CGT Genetic Carrier Test – Personal Genetic Screening Test
What is CGT Genetic Carrier Test?
Genetic diseases cannot be cured, but they can be prevented.
With the CGT test, it is a test that allows screening of more than 300 genetically transmitted diseases and over 1,600 disease-causing mutations (genetic code disorder) at once.
It is possible to screen and evaluate more than 300 genetically transmitted diseases and more than 1600 disease-causing mutations (genetic code disorder) in a simple blood sample taken from the individual who is planned to be tested with the CGT test.
How is the CGT Genetic Carrier Test Performed?
Who Is CGT Gene Screening Recommended For?
It can be applied to any couple requesting the CGT test. However, our patients that we especially recommend to be applied:
- Akraba evliliği yapanlar,
- Couples with a family history of carrying a genetic disease,
- Couples who have given birth to a child with a genetic disease and want to have children again.
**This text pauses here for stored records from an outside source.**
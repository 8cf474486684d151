//! Wikilink and embed scanning

use serde::{Deserialize, Serialize};
use vaultmap_core::EdgeType;

use crate::markdown::prose_lines;

/// A `[[target]]` or `![[target]]` occurrence before resolution.
#[derive(Debug, Clone, PartialEq, Eq, Serialize, Deserialize)]
pub struct RawReference {
    /// Normalized target: trimmed, `/` separators, no `.md` suffix.
    pub target: String,
    /// Heading or block anchor after `#`.
    pub anchor: Option<String>,
    /// Display text after `|`.
    pub alias: Option<String>,
    pub kind: EdgeType,
    /// 1-based line within the whole document.
    pub line: u32,
}

/// Scan `body` for wikilinks and embeds. Code blocks and inline code are
/// ignored, as are same-document anchors like `[[#heading]]`.
pub fn extract_references(body: &str, first_line: u32) -> Vec<RawReference> {
    let mut out = Vec::new();
    for (line_no, line) in prose_lines(body, first_line) {
        let bytes = line.as_bytes();
        let mut i = 0usize;
        while i + 1 < bytes.len() {
            if bytes[i] == b'[' && bytes[i + 1] == b'[' {
                let embed = i > 0 && bytes[i - 1] == b'!';
                let start = i + 2;
                if let Some(len) = line[start..].find("]]") {
                    let end = start + len;
                    if let Some((target, anchor, alias)) = parse_inner(&line[start..end]) {
                        out.push(RawReference {
                            target,
                            anchor,
                            alias,
                            kind: if embed { EdgeType::Embed } else { EdgeType::Wikilink },
                            line: line_no,
                        });
                    }
                    i = end + 2;
                    continue;
                }
            }
            i += 1;
        }
    }
    out
}

/// Split `target#anchor|alias`. `None` when no target remains.
pub fn parse_inner(inner: &str) -> Option<(String, Option<String>, Option<String>)> {
    let trimmed = inner.trim();
    if trimmed.is_empty() {
        return None;
    }

    let (left, alias) = match trimmed.split_once('|') {
        Some((left, alias)) => (left, Some(alias.trim()).filter(|s| !s.is_empty())),
        None => (trimmed, None),
    };
    let (target, anchor) = match left.split_once('#') {
        Some((target, anchor)) => (target, Some(anchor.trim()).filter(|s| !s.is_empty())),
        None => (left, None),
    };

    let target = normalize_target(target);
    if target.is_empty() {
        return None;
    }
    Some((target, anchor.map(str::to_string), alias.map(str::to_string)))
}

/// Trim, use `/` separators, drop a leading `./` and a markdown extension.
pub fn normalize_target(raw: &str) -> String {
    let mut target = raw.trim().replace('\\', "/");
    while let Some(rest) = target.strip_prefix("./") {
        target = rest.to_string();
    }
    for ext in [".md", ".markdown"] {
        let cut = target.len().saturating_sub(ext.len());
        if target.len() > ext.len()
            && target.is_char_boundary(cut)
            && target[cut..].eq_ignore_ascii_case(ext)
        {
            target.truncate(cut);
            break;
        }
    }
    target.trim().to_string()
}

#[cfg(test)]
mod tests {
    use super::*;

    fn targets(body: &str) -> Vec<(String, EdgeType)> {
        extract_references(body, 1)
            .into_iter()
            .map(|r| (r.target, r.kind))
            .collect()
    }

    #[test]
    fn wikilinks_and_embeds() {
        let refs = extract_references("See [[B]] and ![[diagram.png]].\n\n[[Notes/C.md|see C]]", 5);
        assert_eq!(refs.len(), 3);
        assert_eq!(refs[0].target, "B");
        assert_eq!(refs[0].kind, EdgeType::Wikilink);
        assert_eq!(refs[0].line, 5);
        assert_eq!(refs[1].target, "diagram.png");
        assert_eq!(refs[1].kind, EdgeType::Embed);
        assert_eq!(refs[2].target, "Notes/C");
        assert_eq!(refs[2].alias.as_deref(), Some("see C"));
        assert_eq!(refs[2].line, 7);
    }

    #[test]
    fn anchors_and_aliases() {
        let refs = extract_references("[[beta#Details|more]] [[gamma#^block]]", 1);
        assert_eq!(refs[0].target, "beta");
        assert_eq!(refs[0].anchor.as_deref(), Some("Details"));
        assert_eq!(refs[0].alias.as_deref(), Some("more"));
        assert_eq!(refs[1].anchor.as_deref(), Some("^block"));
    }

    #[test]
    fn skips_same_document_anchors_and_empty_links() {
        assert!(targets("[[#Heading]] [[ ]] [[|alias]]").is_empty());
    }

    #[test]
    fn ignores_code() {
        let body = "`[[not-a-link]]`\n```\n[[also-not]]\n```\n[[real]]";
        assert_eq!(targets(body), vec![("real".to_string(), EdgeType::Wikilink)]);
    }

    #[test]
    fn repeated_links_are_all_reported() {
        assert_eq!(targets("[[B]] [[B]]").len(), 2);
    }

    #[test]
    fn unclosed_link_is_ignored() {
        assert_eq!(targets("[[dangling and ]] on [[next line").len(), 1);
    }

    #[test]
    fn normalizes_targets() {
        assert_eq!(normalize_target(" ./notes\\alpha.MD "), "notes/alpha");
        assert_eq!(normalize_target("readme.markdown"), "readme");
        assert_eq!(normalize_target(".md"), ".md");
    }
}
The CGT test is also used in egg donation treatments to determine the physical characteristics of egg donors, as well as their general health status and genetic diseases they may carry. In this way, the concerns of the families about the health status of the donor are resolved.
Egg Donation and CGT Gene Screening
Many in vitro fertilization centers serving in Cyprus perform genetic screening tests (Karyotype analysis, Sickle cell, Cystic fibrosis and Thalassemia) to egg donors within the framework of European standards in terms of common genetic diseases and mandated by the TRNC Ministry of Health. These tests, although genetic screening tests are very limited.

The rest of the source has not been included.